> _EXERCISE DETAILS_
Give again, word for word, every line in the entries below from the line with "Resolved range start." up to and including the line with "pub mod service;", and no other line.

(Stored data)
== Segment start ==

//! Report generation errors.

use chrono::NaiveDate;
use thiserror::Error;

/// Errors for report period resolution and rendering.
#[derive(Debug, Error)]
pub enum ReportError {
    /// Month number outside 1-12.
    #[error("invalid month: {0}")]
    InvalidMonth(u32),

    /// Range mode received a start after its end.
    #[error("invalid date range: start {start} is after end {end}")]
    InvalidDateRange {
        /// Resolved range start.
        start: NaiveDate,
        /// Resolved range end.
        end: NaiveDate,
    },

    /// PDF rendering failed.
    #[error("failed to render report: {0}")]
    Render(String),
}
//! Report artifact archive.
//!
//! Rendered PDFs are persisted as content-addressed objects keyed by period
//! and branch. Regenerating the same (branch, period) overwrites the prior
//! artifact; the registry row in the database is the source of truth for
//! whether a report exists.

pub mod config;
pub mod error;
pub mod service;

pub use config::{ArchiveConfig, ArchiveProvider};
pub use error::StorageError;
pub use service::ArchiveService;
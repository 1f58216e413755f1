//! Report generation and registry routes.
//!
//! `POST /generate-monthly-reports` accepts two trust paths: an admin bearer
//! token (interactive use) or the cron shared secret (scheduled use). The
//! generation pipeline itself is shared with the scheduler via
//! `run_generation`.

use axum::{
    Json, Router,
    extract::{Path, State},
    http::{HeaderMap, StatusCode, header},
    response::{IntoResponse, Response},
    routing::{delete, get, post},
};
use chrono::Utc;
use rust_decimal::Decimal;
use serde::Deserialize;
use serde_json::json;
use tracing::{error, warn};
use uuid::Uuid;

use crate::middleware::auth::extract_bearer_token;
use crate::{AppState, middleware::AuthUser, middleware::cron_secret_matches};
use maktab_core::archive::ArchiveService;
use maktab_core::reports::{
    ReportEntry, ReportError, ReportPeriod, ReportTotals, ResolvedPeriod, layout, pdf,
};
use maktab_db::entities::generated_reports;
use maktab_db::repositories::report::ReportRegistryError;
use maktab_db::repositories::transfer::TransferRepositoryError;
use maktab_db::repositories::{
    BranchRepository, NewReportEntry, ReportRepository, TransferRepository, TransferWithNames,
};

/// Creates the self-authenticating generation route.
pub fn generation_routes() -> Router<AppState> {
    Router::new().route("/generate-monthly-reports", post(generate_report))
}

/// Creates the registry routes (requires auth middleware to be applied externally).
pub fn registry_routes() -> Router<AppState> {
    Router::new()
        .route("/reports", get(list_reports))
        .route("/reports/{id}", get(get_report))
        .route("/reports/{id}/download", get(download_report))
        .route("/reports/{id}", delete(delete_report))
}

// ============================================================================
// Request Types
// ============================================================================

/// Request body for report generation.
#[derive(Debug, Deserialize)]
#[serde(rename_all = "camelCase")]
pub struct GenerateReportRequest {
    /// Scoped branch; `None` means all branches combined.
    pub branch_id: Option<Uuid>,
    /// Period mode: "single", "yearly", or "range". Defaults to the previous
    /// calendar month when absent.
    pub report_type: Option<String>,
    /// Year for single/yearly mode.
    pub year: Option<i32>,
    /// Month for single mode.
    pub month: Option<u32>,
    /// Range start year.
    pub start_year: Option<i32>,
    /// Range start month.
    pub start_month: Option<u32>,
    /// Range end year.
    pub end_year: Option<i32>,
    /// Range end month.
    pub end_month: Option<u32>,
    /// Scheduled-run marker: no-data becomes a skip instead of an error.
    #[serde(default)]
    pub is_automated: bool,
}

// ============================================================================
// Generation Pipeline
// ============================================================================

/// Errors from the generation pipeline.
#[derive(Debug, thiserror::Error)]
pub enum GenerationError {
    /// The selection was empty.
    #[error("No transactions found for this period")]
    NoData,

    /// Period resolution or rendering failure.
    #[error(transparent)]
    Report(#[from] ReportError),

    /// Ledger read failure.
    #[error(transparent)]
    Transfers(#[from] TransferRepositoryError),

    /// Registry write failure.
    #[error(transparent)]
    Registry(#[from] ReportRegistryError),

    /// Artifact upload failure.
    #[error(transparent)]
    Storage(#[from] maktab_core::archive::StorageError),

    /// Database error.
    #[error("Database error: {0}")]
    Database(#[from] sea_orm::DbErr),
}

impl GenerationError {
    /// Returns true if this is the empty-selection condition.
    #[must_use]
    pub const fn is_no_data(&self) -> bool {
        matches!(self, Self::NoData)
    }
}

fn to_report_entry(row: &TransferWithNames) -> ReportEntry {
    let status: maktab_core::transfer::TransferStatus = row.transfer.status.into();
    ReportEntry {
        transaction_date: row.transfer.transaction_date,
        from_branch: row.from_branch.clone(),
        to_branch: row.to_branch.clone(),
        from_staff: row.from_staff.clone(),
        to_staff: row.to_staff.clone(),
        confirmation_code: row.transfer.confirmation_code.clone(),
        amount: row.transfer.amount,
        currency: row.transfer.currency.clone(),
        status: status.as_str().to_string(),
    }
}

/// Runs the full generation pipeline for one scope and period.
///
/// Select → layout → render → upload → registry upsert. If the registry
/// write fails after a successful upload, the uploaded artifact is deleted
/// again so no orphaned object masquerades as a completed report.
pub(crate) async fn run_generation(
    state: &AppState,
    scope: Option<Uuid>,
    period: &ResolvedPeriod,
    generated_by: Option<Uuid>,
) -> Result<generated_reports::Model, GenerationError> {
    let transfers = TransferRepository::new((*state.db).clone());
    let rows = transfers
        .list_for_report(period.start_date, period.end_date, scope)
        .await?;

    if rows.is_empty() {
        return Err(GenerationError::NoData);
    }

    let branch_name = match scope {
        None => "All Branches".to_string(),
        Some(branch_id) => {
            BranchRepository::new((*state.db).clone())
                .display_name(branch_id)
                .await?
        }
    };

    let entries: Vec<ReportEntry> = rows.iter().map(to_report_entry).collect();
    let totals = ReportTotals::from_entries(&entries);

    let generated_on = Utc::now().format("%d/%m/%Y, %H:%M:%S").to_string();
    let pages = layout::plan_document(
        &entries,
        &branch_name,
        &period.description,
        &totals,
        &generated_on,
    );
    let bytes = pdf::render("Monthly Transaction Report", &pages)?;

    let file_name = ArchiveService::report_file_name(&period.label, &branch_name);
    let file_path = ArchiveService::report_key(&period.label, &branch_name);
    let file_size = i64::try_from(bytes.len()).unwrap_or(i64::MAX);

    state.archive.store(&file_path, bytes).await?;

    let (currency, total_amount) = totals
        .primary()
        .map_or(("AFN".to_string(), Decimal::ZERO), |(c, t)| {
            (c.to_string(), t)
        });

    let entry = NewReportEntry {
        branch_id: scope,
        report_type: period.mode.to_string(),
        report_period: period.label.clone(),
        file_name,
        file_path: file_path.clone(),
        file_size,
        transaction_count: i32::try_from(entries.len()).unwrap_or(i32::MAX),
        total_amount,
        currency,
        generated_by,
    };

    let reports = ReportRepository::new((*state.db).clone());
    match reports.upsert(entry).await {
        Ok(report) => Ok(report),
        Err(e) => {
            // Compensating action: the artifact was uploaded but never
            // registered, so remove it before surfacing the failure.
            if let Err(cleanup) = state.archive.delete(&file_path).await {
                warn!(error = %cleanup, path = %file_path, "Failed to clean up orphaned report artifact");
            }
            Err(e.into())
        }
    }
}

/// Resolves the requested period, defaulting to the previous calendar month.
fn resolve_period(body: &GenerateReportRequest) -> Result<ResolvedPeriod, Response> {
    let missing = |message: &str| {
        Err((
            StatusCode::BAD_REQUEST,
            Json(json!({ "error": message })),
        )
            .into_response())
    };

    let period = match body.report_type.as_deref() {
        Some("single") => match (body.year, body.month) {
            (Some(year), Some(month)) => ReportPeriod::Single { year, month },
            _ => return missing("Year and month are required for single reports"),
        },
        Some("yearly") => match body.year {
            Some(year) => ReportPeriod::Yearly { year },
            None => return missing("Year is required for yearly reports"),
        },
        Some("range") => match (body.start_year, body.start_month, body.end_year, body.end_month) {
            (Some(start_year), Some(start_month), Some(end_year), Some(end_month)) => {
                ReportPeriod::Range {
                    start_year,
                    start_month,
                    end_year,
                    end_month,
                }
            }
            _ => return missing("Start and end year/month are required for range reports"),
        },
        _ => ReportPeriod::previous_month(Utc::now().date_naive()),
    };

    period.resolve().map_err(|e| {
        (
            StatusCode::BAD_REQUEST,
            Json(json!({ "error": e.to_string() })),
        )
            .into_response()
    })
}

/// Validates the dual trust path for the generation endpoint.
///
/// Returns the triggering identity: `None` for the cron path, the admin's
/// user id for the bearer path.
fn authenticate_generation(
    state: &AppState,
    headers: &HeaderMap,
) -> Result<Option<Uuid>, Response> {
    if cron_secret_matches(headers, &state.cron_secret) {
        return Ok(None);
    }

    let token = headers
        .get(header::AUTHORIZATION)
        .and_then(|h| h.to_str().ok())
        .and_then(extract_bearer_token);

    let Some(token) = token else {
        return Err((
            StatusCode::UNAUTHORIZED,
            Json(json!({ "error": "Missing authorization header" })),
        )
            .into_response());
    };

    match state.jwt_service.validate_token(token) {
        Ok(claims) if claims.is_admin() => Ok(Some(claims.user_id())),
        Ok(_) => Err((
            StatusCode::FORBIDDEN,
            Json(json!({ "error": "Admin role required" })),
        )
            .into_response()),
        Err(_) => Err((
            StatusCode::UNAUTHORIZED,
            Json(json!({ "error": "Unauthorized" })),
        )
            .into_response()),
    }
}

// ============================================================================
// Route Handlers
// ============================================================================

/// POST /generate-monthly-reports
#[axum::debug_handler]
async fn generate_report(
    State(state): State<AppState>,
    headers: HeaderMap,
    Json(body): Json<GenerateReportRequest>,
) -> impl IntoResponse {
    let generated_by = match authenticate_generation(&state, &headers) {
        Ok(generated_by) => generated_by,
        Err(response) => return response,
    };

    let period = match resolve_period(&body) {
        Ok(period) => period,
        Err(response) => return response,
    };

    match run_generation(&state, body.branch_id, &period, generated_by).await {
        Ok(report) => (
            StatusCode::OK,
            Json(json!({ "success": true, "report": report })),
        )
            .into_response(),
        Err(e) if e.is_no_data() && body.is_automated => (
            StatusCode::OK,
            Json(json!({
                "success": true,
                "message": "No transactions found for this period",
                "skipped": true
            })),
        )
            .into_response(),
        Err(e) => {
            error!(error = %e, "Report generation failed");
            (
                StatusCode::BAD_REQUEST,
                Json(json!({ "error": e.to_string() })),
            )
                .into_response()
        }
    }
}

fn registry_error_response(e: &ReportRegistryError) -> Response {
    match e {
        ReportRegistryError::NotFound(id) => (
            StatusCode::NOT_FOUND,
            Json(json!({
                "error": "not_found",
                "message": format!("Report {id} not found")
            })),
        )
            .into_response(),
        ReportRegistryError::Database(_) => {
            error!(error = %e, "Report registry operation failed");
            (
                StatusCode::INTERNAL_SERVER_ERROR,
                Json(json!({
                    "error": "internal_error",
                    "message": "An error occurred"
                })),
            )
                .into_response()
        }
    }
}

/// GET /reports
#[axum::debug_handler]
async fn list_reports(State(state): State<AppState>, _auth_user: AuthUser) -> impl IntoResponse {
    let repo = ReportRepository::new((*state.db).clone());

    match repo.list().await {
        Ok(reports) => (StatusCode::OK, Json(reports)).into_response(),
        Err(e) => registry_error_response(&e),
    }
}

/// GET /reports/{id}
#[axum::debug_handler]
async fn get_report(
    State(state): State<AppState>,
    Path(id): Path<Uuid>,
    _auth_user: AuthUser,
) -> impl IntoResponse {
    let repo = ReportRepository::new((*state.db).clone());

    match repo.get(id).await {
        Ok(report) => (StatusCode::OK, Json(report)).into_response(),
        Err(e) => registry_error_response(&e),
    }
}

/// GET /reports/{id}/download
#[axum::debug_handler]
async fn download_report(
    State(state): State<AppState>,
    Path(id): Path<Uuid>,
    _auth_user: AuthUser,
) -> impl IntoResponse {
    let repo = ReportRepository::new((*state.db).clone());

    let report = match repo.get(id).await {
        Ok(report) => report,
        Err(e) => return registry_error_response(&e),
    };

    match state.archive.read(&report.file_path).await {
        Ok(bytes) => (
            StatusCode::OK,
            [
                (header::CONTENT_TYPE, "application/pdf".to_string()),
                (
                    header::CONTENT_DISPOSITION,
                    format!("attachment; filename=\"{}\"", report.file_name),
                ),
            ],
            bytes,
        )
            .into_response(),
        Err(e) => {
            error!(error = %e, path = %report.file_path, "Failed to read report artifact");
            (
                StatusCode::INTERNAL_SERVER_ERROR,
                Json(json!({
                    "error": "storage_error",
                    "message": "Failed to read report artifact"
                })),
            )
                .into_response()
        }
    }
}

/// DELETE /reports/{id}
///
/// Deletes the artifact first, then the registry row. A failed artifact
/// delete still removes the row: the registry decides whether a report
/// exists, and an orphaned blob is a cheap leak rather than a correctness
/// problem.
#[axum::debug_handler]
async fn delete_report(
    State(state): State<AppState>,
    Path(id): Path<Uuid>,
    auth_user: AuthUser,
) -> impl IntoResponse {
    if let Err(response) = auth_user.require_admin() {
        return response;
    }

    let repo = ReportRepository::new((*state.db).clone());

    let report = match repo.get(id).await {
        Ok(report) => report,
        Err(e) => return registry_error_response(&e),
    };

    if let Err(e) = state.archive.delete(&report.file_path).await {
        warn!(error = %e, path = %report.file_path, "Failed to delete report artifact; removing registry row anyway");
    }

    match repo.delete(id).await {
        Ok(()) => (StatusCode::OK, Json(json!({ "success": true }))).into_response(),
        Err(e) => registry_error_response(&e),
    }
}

== Segment end ==

> _SOLUTION TO THE EXERCISE_
        /// Resolved range start.
        start: NaiveDate,
        /// Resolved range end.
        end: NaiveDate,
    },

    /// PDF rendering failed.
    #[error("failed to render report: {0}")]
    Render(String),
}
//! Report artifact archive.
//!
//! Rendered PDFs are persisted as content-addressed objects keyed by period
//! and branch. Regenerating the same (branch, period) overwrites the prior
//! artifact; the registry row in the database is the source of truth for
//! whether a report exists.

pub mod config;
pub mod error;
pub mod service;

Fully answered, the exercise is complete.